GIVEN RECORDS below:

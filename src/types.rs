use serde::Serialize;

use crate::engine::ChurnLabel;

#[derive(Debug, Clone, Serialize)]
pub struct PredictionResult {
    pub prediction: ChurnLabel,
    pub reason: String,
}

#[derive(Debug, Serialize)]
pub struct PredictionResponse {
    pub results: Vec<PredictionResult>,
    /// `data:image/png;base64,...` of the percentage bar chart
    pub bar_graph: String,
    /// `data:image/png;base64,...` of the cumulative churn line chart
    pub line_graph: String,
}

#[derive(Debug, Serialize)]
pub struct ErrorResponse {
    pub error: String,
}

#[derive(Debug, Serialize)]
pub struct HealthResponse {
    pub status: String,
}
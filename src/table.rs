//! Uploaded CSV tables and their projection onto the required columns.

use csv::{ReaderBuilder, StringRecord};

use crate::schema::RequiredColumns;

#[derive(Debug, thiserror::Error)]
pub enum TableError {
    #[error("No columns to parse from file")]
    NoColumns,
    #[error("{0}")]
    Csv(#[from] csv::Error),
    #[error("Missing required columns: {}", .0.join(", "))]
    MissingColumns(Vec<String>),
}

/// Header plus rows of raw cell text, in upload order.
#[derive(Debug)]
pub struct UploadedTable {
    headers: StringRecord,
    rows: Vec<StringRecord>,
}

impl UploadedTable {
    /// Parses `bytes` as a headed CSV. Every record must match the header width.
    pub fn from_csv(bytes: &[u8]) -> Result<Self, TableError> {
        let mut reader = ReaderBuilder::new()
            .has_headers(true)
            .flexible(false)
            .from_reader(bytes);

        let headers = reader.headers()?.clone();
        if headers.is_empty() || (headers.len() == 1 && headers[0].is_empty()) {
            return Err(TableError::NoColumns);
        }

        let rows = reader.records().collect::<Result<Vec<_>, _>>()?;
        Ok(Self { headers, rows })
    }

    pub fn headers(&self) -> Vec<&str> {
        self.headers.iter().collect()
    }

    pub fn row_count(&self) -> usize {
        self.rows.len()
    }

    /// Projects the table onto `required`, keeping the required column order.
    pub fn select<'a>(&'a self, required: &'a RequiredColumns) -> Result<FeatureFrame<'a>, TableError> {
        let headers = self.headers();
        let missing = required.missing(&headers);
        if !missing.is_empty() {
            return Err(TableError::MissingColumns(
                missing.into_iter().map(str::to_string).collect(),
            ));
        }

        // first occurrence wins for duplicated header names
        let positions: Vec<usize> = required
            .iter()
            .filter_map(|column| headers.iter().position(|h| *h == column))
            .collect();

        let rows = self
            .rows
            .iter()
            .map(|record| positions.iter().map(|&i| record.get(i).unwrap_or("")).collect())
            .collect();

        Ok(FeatureFrame {
            columns: required.as_slice(),
            rows,
        })
    }
}

/// The feature columns of an upload, the only view the classifier gets.
#[derive(Debug, Clone)]
pub struct FeatureFrame<'a> {
    columns: &'a [String],
    rows: Vec<Vec<&'a str>>,
}

impl<'a> FeatureFrame<'a> {
    pub fn new(columns: &'a [String], rows: Vec<Vec<&'a str>>) -> Self {
        Self { columns, rows }
    }

    pub fn columns(&self) -> &'a [String] {
        self.columns
    }

    pub fn column_index(&self, name: &str) -> Option<usize> {
        self.columns.iter().position(|c| c == name)
    }

    pub fn rows(&self) -> &[Vec<&'a str>] {
        &self.rows
    }

    pub fn len(&self) -> usize {
        self.rows.len()
    }

    pub fn is_empty(&self) -> bool {
        self.rows.is_empty()
    }
}
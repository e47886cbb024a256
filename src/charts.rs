//! Chart rendering for prediction summaries.

use anyhow::{Context, Result};
use base64::{Engine as _, engine::general_purpose::STANDARD as BASE64};
use image::{ExtendedColorType, ImageEncoder, codecs::png::PngEncoder};
use plotters::prelude::*;
use plotters::style::FontStyle;
use plotters::style::text_anchor::{HPos, Pos, VPos};
use std::path::PathBuf;

use crate::engine::ChurnLabel;
use crate::report::PredictionSummary;

const CHART_SIZE: (u32, u32) = (800, 500);
const FONT_FAMILY: &str = "sans-serif";
const LINE_COLOR: RGBColor = RGBColor(128, 0, 128);
const BAR_INSET: f64 = 0.2;

/// PNG bytes for the two summary charts.
#[derive(Debug, Clone)]
pub struct Charts {
    pub bar_graph: Vec<u8>,
    pub line_graph: Vec<u8>,
}

pub trait ChartRenderer: Send + Sync {
    fn render(&self, summary: &PredictionSummary) -> Result<Charts>;
}

pub fn data_uri(png: &[u8]) -> String {
    format!("data:image/png;base64,{}", BASE64.encode(png))
}

/// Registers the first loadable font under the family the charts draw with.
/// Returns the path that was used, if any. Call once at startup.
pub fn register_font(candidates: &[PathBuf]) -> Option<PathBuf> {
    for path in candidates {
        let bytes = match std::fs::read(path) {
            Ok(bytes) => bytes,
            Err(e) => {
                tracing::debug!(path = %path.display(), error = %e, "Font not readable");
                continue;
            }
        };
        // plotters keeps registered fonts for the life of the process
        let bytes: &'static [u8] = Box::leak(bytes.into_boxed_slice());
        match plotters::style::register_font(FONT_FAMILY, FontStyle::Normal, bytes) {
            Ok(()) => {
                tracing::info!(path = %path.display(), "Registered chart font");
                return Some(path.clone());
            }
            Err(_) => tracing::warn!(path = %path.display(), "Invalid font file"),
        }
    }
    None
}

/// Draws the charts into in-memory bitmaps with plotters.
#[derive(Debug, Clone)]
pub struct PlottersRenderer {
    with_text: bool,
}

impl PlottersRenderer {
    /// `with_text` requires a font registered through [`register_font`].
    pub fn new(with_text: bool) -> Self {
        Self { with_text }
    }

    /// Registers a font from `candidates` and enables text if that worked.
    pub fn with_font_candidates(candidates: &[PathBuf]) -> Self {
        let font = register_font(candidates);
        if font.is_none() {
            tracing::warn!("No chart font found, charts will be rendered without text");
        }
        Self::new(font.is_some())
    }

    pub fn draws_text(&self) -> bool {
        self.with_text
    }

    fn render_bar(&self, summary: &PredictionSummary) -> Result<Vec<u8>> {
        let shares = summary.shares();
        // one unit-wide slot per bar
        let slots = shares.len().max(1) as f64;
        let (width, height) = CHART_SIZE;
        let mut buffer = vec![0u8; (width * height * 3) as usize];
        {
            let root = BitMapBackend::with_buffer(&mut buffer, CHART_SIZE).into_drawing_area();
            root.fill(&WHITE)?;

            let mut builder = ChartBuilder::on(&root);
            builder.margin(20).x_label_area_size(40).y_label_area_size(60);
            if self.with_text {
                builder.caption("Churn Predictions (Percentage)", (FONT_FAMILY, 24));
            }
            let mut chart = builder.build_cartesian_2d(0f64..slots, 0f64..110f64)?;

            if self.with_text {
                chart
                    .configure_mesh()
                    .disable_x_mesh()
                    .x_labels(0)
                    .x_desc("Prediction")
                    .y_desc("Percentage")
                    .axis_desc_style((FONT_FAMILY, 15))
                    .draw()?;
            }

            chart.draw_series(shares.iter().enumerate().map(|(i, &(label, pct))| {
                let color = match label {
                    ChurnLabel::Churn => RED,
                    ChurnLabel::NoChurn => BLUE,
                };
                let x = i as f64;
                Rectangle::new([(x + BAR_INSET, 0.0), (x + 1.0 - BAR_INSET, pct)], color.filled())
            }))?;

            if self.with_text {
                let style = TextStyle::from((FONT_FAMILY, 16).into_font())
                    .pos(Pos::new(HPos::Center, VPos::Bottom));
                chart.draw_series(shares.iter().enumerate().map(|(i, &(_, pct))| {
                    Text::new(format!("{pct:.2}%"), (i as f64 + 0.5, pct + 1.0), style.clone())
                }))?;

                // Bar names go under the axis, outside the plotting area.
                let name_style = TextStyle::from((FONT_FAMILY, 14).into_font())
                    .pos(Pos::new(HPos::Center, VPos::Top));
                for (i, (label, _)) in shares.iter().enumerate() {
                    let (x, y) = chart.backend_coord(&(i as f64 + 0.5, 0.0));
                    root.draw(&Text::new(label.as_str(), (x, y + 6), name_style.clone()))?;
                }
            }

            root.present()?;
        }
        encode_png(&buffer, CHART_SIZE)
    }

    fn render_line(&self, summary: &PredictionSummary) -> Result<Vec<u8>> {
        let points: Vec<(f64, f64)> = summary
            .cumulative_churn
            .iter()
            .enumerate()
            .map(|(i, &count)| (i as f64, count as f64))
            .collect();
        let x_max = points.len().saturating_sub(1).max(1) as f64;
        let y_max = summary.churn.max(1) as f64 * 1.1;

        let (width, height) = CHART_SIZE;
        let mut buffer = vec![0u8; (width * height * 3) as usize];
        {
            let root = BitMapBackend::with_buffer(&mut buffer, CHART_SIZE).into_drawing_area();
            root.fill(&WHITE)?;

            let mut builder = ChartBuilder::on(&root);
            builder.margin(20).x_label_area_size(40).y_label_area_size(60);
            if self.with_text {
                builder.caption("Cumulative Churn Predictions", (FONT_FAMILY, 24));
            }
            let mut chart = builder.build_cartesian_2d(0f64..x_max, 0f64..y_max)?;

            if self.with_text {
                chart
                    .configure_mesh()
                    .x_desc("Index")
                    .y_desc("Cumulative Count")
                    .axis_desc_style((FONT_FAMILY, 15))
                    .draw()?;
            }

            chart.draw_series(LineSeries::new(points.iter().copied(), LINE_COLOR.stroke_width(2)))?;
            chart.draw_series(
                points
                    .iter()
                    .map(|&point| Circle::new(point, 3, LINE_COLOR.filled())),
            )?;

            root.present()?;
        }
        encode_png(&buffer, CHART_SIZE)
    }
}

impl ChartRenderer for PlottersRenderer {
    #[tracing::instrument(skip_all, fields(rows = summary.total()))]
    fn render(&self, summary: &PredictionSummary) -> Result<Charts> {
        Ok(Charts {
            bar_graph: self.render_bar(summary).context("rendering bar chart")?,
            line_graph: self.render_line(summary).context("rendering line chart")?,
        })
    }
}

fn encode_png(rgb: &[u8], (width, height): (u32, u32)) -> Result<Vec<u8>> {
    let mut png = Vec::new();
    PngEncoder::new(&mut png)
        .write_image(rgb, width, height, ExtendedColorType::Rgb8)
        .context("encoding chart as PNG")?;
    Ok(png)
}
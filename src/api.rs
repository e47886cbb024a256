use axum::{
    Router,
    extract::{DefaultBodyLimit, Multipart, State, multipart::MultipartRejection},
    http::StatusCode,
    response::Json,
    routing::{get, post},
};
use axum::body::Bytes;
use axum_prometheus::metrics_exporter_prometheus::PrometheusHandle;
use metrics::counter;
use std::sync::Arc;
use tower_http::cors::{Any, CorsLayer};
use tower_http::trace::TraceLayer;

use crate::charts::{ChartRenderer, data_uri};
use crate::engine::Classifier;
use crate::error::ServiceError;
use crate::report::{PredictionSummary, build_results};
use crate::schema::RequiredColumns;
use crate::table::UploadedTable;
use crate::types::{HealthResponse, PredictionResponse, PredictionResult};

const FILE_FIELD: &str = "file";
const CSV_EXTENSION: &str = ".csv";

/// Read-only handles built once at startup and shared by every request.
#[derive(Clone)]
pub struct AppState {
    classifier: Arc<dyn Classifier>,
    columns: Arc<RequiredColumns>,
    renderer: Arc<dyn ChartRenderer>,
}

/// Row results plus the aggregates the charts are drawn from.
#[derive(Debug)]
pub struct Prediction {
    pub results: Vec<PredictionResult>,
    pub summary: PredictionSummary,
}

impl AppState {
    pub fn new(
        classifier: Arc<dyn Classifier>,
        columns: Arc<RequiredColumns>,
        renderer: Arc<dyn ChartRenderer>,
    ) -> Self {
        Self {
            classifier,
            columns,
            renderer,
        }
    }

    /// Parse, validate and classify an uploaded CSV. No rendering.
    pub fn classify_csv(&self, bytes: &[u8]) -> Result<Prediction, ServiceError> {
        let table = UploadedTable::from_csv(bytes)?;
        let frame = table.select(&self.columns)?;
        let labels = self.classifier.predict(&frame)?;

        Ok(Prediction {
            results: build_results(&frame, &labels),
            summary: PredictionSummary::from_labels(&labels),
        })
    }

    /// Full request flow: classification followed by both charts.
    pub fn predict_csv(&self, bytes: &[u8]) -> Result<PredictionResponse, ServiceError> {
        let Prediction { results, summary } = self.classify_csv(bytes)?;
        let charts = self
            .renderer
            .render(&summary)
            .map_err(ServiceError::Internal)?;

        counter!("predictions_total", "label" => "churn").increment(summary.churn as u64);
        counter!("predictions_total", "label" => "no_churn").increment(summary.no_churn as u64);
        tracing::info!(
            rows = summary.total(),
            churn = summary.churn,
            "Prediction completed successfully"
        );

        Ok(PredictionResponse {
            results,
            bar_graph: data_uri(&charts.bar_graph),
            line_graph: data_uri(&charts.line_graph),
        })
    }
}

/// `/predict` and `/health` with CORS open to every origin.
pub fn router(state: AppState, max_upload_bytes: usize) -> Router {
    Router::new()
        .route("/predict", post(predict_handler))
        .route("/health", get(health_handler))
        .layer(DefaultBodyLimit::max(max_upload_bytes))
        .layer(TraceLayer::new_for_http())
        .layer(cors())
        .with_state(state)
}

/// `/metrics` rendered from `handle`, under the same CORS policy as [`router`].
pub fn metrics_router(handle: PrometheusHandle) -> Router {
    Router::new()
        .route("/metrics", get(move || async move { handle.render() }))
        .layer(cors())
}

fn cors() -> CorsLayer {
    CorsLayer::new()
        .allow_origin(Any)
        .allow_methods(Any)
        .allow_headers(Any)
}

async fn health_handler() -> Json<HealthResponse> {
    Json(HealthResponse {
        status: "ok".to_string(),
    })
}

#[tracing::instrument(skip_all, fields(request_id = %uuid::Uuid::new_v4().simple()))]
async fn predict_handler(
    State(state): State<AppState>,
    multipart: Result<Multipart, MultipartRejection>,
) -> Result<Json<PredictionResponse>, ServiceError> {
    counter!("prediction_requests_total").increment(1);

    let mut multipart = multipart.map_err(|rejection| {
        tracing::debug!(error = %rejection, "Request body is not multipart");
        ServiceError::NoFile
    })?;
    let (file_name, bytes) = read_upload(&mut multipart).await?;
    tracing::info!(file_name = %file_name, size = bytes.len(), "Processing prediction request");

    tokio::task::spawn_blocking(move || state.predict_csv(&bytes))
        .await
        .map_err(|e| ServiceError::Internal(e.into()))?
        .map(Json)
}

/// Finds the first `file` field that carries a filename and reads it, after
/// checking the extension.
async fn read_upload(multipart: &mut Multipart) -> Result<(String, Bytes), ServiceError> {
    while let Some(field) = multipart.next_field().await.map_err(upload_error)? {
        if field.name() != Some(FILE_FIELD) {
            continue;
        }
        let Some(file_name) = field.file_name().map(str::to_string) else {
            continue;
        };
        if !file_name.ends_with(CSV_EXTENSION) {
            return Err(ServiceError::InvalidFileType);
        }

        let bytes = field.bytes().await.map_err(upload_error)?;
        return Ok((file_name, bytes));
    }

    Err(ServiceError::NoFile)
}

fn upload_error(err: axum::extract::multipart::MultipartError) -> ServiceError {
    if err.status() == StatusCode::PAYLOAD_TOO_LARGE {
        ServiceError::PayloadTooLarge(err.body_text())
    } else {
        ServiceError::ReadFile(err.body_text())
    }
}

End of GIVEN RECORDS.

• _THE TASK_: Go through the material above and report each line containing "TextStyle".

• _RESULT OF THE EXERCISE_:
                let style = TextStyle::from((FONT_FAMILY, 16).into_font())
                let name_style = TextStyle::from((FONT_FAMILY, 14).into_font())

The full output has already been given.